Sein Autor Juan Pablo Villalobos wurde zwar 1973 in Mexiko geboren, lebt aber heute in Barcelona, wo er eine Firma für elektronische Geräte leitet. Das literarische Debüt des 37-jährigen Mexikaners ist sprachlich originell, aber erzählerisch noch unfertig. Von den drei Teilen eines Monologs ist nur der erste restlos überzeugend. Villalobos spricht mit der Stimme und dem eingeschränkten geistigen Horizont des zwölfjährigen Tochtli, dem Sohn eines paranoiden Drogenbarons. Der Junge mit dem Tick eines Hut-Sammlers lebt mit dem Vater isoliert in einem protzig-überdimensionierten Palast, der in einem ummauerten Garten liegt, und er wird von dem linkspatriotischen Hauslehrer Mazatzin unterrichtet. Für den geistlos-brutalen Erzeuger ist der mutterlos aufwachsende Sohn, von dem manche behaupten, er wäre frühreif, "ein Genie", das sich aus dem Wörterbuch auffüttert mit "schwierigen Wörtern” wie "erbärmlich, tragisch, tadellos, pathetisch und fulminant”. Davon macht Tochtli reichlich und meist unpassend, also komisch Gebrauch.
Allerdings verwundert einen, dass der Zwölfjährige offensichtlich sogar die Prostata kennt, ihm jedoch schleierhaft bleibt, was sein Vater mit einer schweigsamen Besucherin aus der "verdammten Nuttenranch" immer wieder "Geheimnisvolles” treibt. Will sagen: Ganz schlüssig geht Villalobos´ erzählerische Idee nicht auf.

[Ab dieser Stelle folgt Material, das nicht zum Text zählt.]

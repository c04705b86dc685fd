/// Return the first element of `items`, or `T::default()` when it is empty.
///
/// Total over every slice, including empty ones.
///
/// # Example
///
/// ```rust
/// use record_processor::utils::first_or_zero;
///
/// assert_eq!(first_or_zero(&[1, 2, 3, 4, 5]), 1);
/// assert_eq!(first_or_zero::<i32>(&[]), 0);
/// assert_eq!(first_or_zero::<String>(&[]), "");
/// ```
pub fn first_or_zero<T: Clone + Default>(items: &[T]) -> T {
    items.first().cloned().unwrap_or_default()
}
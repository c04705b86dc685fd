pub mod processor;
pub mod progress;
pub mod sleeper;
#[cfg(test)]
pub mod stub;

pub use processor::Processor;
pub use progress::{ProgressEvent, ProgressSink, StdoutProgressSink};
pub use sleeper::{Sleeper, TokioSleeper};
// Copyright (c) 2025 Steve Wagner (ciroque@live.com)
// SPDX-License-Identifier: MIT

mod config;
mod processing;

pub use config::ConfigError;
pub use processing::{ProcessError, ValidationReason};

Der Autor, der, wie es heißt, einst sowohl Marktforschung als auch Literatur studiert haben soll - eine bizarre Mischung -, nimmt mit einer gehörigen Portion von Schwarzem Humor und satirischer Verve einen Grundzug der männlichen Mentalität seiner lateinamerikanischen Heimat ins Visier. Und zwar von Kind auf: den Machismo, die Gewaltverherrlichung und den Größenwahn.
Der monologisierende mexikanische Oskar Matzerath (denn die geniale Erzähl-Perspektive des Grass´schen Blechtrommlers stand bei Tochtlis monologischen Erzählung Pate), wird von seinem Vater ermahnt: "Reiß dich zusammen, (...), wie ein richtiger Macho.” Und um zu sehen, ob der Sohn der väterlichen Ermahnung folgt, lässt der Vater ihm "einen Herrn mit blutverschmiertem Gesicht” vorführen. "Ich bin ganz ruhig geblieben, während die Wächter in unserem Palast ihm eine fulminante Tracht Prügel verabreicht haben. Wie sich herausstellte, war der Herr eine Schwuchtel, denn er fing an zu heulen und schrie: Lasst mich am Leben! Lasst mich am Leben!". Er hat sich sogar in die Hose gepinkelt. Das Gute war, dass wenigstens ich mich als Macho erweisen habe und ich gehen durfte, bevor sie die Schwuchtel in eine Leiche verwandelt haben”.
Die Frage, mit wie vielen Schüssen in welchen menschlichen Körperteil der Tod eintritt, ist Gegenstand eines Ratespiels von Vater und Sohn. Weil sein Lehrer das japanische Kaiserreich so toll findet wie sein Zögling die Samurai-Filme, erweitert das Tochtlis Horizont der Tötungsarten um das Schwert und im Geschichtsunterricht erfährt er von der französischen Guillotine.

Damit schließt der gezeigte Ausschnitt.